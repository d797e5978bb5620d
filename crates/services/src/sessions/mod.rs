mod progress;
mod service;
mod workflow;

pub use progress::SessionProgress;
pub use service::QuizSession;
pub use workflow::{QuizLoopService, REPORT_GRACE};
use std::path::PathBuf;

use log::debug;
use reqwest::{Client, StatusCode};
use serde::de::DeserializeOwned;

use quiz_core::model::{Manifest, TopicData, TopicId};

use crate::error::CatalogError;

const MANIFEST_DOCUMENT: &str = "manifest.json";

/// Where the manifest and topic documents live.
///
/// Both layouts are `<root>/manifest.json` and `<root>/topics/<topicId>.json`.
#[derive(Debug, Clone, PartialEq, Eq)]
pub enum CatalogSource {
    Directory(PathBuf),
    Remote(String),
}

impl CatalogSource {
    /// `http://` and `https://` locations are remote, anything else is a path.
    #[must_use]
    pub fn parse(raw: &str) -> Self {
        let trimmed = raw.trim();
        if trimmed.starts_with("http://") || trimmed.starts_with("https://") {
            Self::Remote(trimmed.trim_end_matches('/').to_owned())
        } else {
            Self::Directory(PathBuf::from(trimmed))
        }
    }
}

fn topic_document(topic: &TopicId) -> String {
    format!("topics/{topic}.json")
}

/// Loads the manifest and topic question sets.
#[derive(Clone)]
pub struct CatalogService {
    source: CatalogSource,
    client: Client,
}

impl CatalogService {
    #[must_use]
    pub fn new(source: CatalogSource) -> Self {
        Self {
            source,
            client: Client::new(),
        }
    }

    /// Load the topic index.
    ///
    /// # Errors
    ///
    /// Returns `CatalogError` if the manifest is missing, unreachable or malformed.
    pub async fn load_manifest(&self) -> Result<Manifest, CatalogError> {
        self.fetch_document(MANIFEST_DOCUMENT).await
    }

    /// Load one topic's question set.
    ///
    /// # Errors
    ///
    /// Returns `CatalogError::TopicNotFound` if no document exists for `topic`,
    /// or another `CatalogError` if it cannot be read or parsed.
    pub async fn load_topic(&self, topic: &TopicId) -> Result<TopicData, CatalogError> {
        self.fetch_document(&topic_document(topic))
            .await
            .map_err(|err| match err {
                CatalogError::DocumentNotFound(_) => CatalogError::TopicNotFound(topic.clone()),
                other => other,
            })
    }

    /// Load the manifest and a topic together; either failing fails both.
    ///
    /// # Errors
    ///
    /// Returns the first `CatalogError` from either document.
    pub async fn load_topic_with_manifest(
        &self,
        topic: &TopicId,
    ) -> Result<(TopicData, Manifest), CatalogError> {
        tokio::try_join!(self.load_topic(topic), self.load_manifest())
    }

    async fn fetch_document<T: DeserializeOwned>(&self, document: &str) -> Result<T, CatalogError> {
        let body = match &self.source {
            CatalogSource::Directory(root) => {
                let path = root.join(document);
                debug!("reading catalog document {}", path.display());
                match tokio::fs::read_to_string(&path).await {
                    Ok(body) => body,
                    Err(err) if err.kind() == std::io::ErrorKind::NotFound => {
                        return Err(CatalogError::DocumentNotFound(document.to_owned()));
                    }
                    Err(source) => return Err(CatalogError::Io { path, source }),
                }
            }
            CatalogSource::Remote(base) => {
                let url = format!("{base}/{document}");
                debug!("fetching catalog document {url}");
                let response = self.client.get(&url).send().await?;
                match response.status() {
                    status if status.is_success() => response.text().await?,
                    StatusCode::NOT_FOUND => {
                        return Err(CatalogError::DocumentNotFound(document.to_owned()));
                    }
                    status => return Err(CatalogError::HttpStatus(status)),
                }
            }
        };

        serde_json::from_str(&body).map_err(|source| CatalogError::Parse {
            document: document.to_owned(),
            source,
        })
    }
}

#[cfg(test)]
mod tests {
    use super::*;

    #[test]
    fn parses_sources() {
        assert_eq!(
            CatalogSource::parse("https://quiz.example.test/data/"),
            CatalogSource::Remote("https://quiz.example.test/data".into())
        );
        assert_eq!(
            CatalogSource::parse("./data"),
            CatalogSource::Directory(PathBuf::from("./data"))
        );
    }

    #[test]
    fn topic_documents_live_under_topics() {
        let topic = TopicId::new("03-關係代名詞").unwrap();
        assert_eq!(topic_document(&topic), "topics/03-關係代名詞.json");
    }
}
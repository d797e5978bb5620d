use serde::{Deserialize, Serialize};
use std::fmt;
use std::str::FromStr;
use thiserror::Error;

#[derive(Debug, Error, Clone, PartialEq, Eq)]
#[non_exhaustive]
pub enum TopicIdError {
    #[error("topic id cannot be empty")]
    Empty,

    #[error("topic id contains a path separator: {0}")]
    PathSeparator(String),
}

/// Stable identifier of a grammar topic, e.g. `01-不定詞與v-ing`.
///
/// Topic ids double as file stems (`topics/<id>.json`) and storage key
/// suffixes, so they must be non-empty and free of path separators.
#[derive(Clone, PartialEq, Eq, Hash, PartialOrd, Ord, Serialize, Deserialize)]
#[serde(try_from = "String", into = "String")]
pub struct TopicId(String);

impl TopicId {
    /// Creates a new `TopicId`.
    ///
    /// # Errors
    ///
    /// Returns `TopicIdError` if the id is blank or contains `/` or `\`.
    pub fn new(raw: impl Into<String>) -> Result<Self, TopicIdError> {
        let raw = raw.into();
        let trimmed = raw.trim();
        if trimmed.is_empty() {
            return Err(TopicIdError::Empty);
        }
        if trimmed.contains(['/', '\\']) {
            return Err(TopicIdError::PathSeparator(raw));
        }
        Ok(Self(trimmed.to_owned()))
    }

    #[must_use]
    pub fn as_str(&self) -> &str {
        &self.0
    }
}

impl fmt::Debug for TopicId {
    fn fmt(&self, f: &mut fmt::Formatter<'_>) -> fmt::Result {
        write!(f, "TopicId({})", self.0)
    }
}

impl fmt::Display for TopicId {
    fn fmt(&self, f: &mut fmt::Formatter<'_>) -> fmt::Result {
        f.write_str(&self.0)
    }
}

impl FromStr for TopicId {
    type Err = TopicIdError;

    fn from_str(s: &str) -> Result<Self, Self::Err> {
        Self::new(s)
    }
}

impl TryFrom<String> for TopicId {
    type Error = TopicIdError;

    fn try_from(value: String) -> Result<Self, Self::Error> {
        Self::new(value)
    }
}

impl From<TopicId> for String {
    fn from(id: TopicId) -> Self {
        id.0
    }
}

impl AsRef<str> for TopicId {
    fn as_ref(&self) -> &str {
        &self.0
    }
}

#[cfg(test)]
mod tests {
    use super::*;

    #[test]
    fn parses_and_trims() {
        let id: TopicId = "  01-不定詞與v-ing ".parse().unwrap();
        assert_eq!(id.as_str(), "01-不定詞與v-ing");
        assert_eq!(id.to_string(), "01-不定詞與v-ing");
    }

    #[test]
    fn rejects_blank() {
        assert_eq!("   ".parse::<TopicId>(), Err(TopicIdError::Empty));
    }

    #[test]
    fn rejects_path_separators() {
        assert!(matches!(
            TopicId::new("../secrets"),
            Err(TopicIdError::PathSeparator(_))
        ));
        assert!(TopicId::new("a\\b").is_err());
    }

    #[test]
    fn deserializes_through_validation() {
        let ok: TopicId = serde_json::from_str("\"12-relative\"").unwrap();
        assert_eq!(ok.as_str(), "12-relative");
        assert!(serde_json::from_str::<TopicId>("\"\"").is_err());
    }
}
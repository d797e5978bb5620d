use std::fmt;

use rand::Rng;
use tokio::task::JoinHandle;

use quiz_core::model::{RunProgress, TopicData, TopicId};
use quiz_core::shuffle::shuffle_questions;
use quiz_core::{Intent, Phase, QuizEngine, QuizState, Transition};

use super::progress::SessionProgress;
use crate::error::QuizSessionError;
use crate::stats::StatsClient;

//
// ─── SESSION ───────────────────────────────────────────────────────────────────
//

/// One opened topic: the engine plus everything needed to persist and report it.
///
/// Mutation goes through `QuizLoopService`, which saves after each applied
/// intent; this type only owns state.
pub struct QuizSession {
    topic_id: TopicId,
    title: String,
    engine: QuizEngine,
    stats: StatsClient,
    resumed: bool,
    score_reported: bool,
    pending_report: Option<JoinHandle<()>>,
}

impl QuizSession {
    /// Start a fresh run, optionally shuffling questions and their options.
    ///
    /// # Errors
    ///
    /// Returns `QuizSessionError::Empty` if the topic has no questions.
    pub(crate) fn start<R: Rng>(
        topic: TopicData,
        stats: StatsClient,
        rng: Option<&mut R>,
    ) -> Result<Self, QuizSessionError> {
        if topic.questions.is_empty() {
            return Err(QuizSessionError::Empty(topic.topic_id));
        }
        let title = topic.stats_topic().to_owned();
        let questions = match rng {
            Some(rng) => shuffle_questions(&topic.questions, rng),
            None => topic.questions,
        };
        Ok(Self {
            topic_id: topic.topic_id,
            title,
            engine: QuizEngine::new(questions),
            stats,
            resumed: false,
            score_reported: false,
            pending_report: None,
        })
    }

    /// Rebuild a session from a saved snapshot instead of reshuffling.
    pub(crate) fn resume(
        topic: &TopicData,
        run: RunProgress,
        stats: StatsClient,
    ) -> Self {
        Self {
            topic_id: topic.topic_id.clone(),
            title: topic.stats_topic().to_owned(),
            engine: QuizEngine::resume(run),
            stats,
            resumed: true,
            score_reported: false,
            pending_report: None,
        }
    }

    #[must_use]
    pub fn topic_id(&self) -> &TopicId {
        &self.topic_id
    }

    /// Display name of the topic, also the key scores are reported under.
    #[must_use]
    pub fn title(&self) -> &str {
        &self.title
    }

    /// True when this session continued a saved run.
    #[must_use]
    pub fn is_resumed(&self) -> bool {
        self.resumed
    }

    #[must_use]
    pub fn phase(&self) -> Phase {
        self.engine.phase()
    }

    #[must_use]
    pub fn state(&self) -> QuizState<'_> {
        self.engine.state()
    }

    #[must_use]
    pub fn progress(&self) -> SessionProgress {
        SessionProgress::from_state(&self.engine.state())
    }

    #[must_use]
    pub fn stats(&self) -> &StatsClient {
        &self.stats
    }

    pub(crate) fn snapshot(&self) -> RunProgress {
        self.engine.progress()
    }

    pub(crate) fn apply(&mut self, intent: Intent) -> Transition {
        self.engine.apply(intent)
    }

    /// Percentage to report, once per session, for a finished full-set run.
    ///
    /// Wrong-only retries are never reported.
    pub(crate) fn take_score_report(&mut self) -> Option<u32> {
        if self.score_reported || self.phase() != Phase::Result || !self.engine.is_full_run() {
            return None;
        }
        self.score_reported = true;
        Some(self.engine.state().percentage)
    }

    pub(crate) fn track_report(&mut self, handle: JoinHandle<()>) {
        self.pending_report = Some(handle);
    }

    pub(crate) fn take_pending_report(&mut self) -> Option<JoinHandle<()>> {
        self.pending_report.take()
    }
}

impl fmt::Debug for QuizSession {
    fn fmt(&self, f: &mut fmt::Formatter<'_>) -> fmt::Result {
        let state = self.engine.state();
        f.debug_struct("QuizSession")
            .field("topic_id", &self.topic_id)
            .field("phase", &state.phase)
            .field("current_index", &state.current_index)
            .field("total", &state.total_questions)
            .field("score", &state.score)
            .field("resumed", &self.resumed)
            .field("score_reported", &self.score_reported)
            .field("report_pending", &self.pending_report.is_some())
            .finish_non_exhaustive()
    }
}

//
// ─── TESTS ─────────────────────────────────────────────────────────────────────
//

Required action = Please return all lines from the records that hold the word "PathSeparator".

Task response =
    PathSeparator(String),
            return Err(TopicIdError::PathSeparator(raw));
            Err(TopicIdError::PathSeparator(_))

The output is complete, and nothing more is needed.